== Supplied records

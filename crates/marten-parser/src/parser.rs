//! Recursive-descent parser.
//!
//! Grammar productions map one-to-one onto methods; binary operators are
//! handled by precedence climbing (strict `>` look-ahead comparison), and
//! unary/update operators are special-cased. Semicolons are inserted
//! automatically after a skipped line terminator, before `}`, and at end of
//! input; a line terminator also suppresses postfix `++`/`--` and the
//! `return` expression.
//!
//! Node extents come from two stacks of scope start offsets (one for
//! expressions, one for statements): a scope records the offset of the
//! token it opened at, and every node produced inside it spans from there
//! to the start of the current token. The stacks are balanced on every
//! path, including errors, and checked empty when the program production
//! finishes.

use tracing::trace;

use crate::ast::{
    Declaration, Expression, ExpressionKind, Literal, Statement, StatementKind,
};
use crate::error::ParseError;
use crate::lexer::Lexer;
use crate::source::{SourceExtent, SourceFile};
use crate::token::{
    is_right_to_left, operator_precedence, Token, TokenKind, ASSIGNMENT_PRECEDENCE,
    COMMA_PRECEDENCE,
};

type Result<T> = std::result::Result<T, ParseError>;

/// Parse a source file into its program block.
///
/// The returned statement is a block spanning the whole input, holding the
/// top-level statements and function declarations.
pub fn parse(file: &SourceFile) -> Result<Statement> {
    Parser::new(file.clone())?.parse_program()
}

struct Parser {
    file: SourceFile,
    lexer: Lexer,
    token_start: u32,
    expression_starts: Vec<u32>,
    statement_starts: Vec<u32>,
    line_break_skipped: bool,
}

====

*Problem description*:
Which lines above include "operators"? Show each of them by copying it.

*Solution*:
//! Grammar productions map one-to-one onto methods; binary operators are
//! unary/update operators are special-cased. Semicolons are inserted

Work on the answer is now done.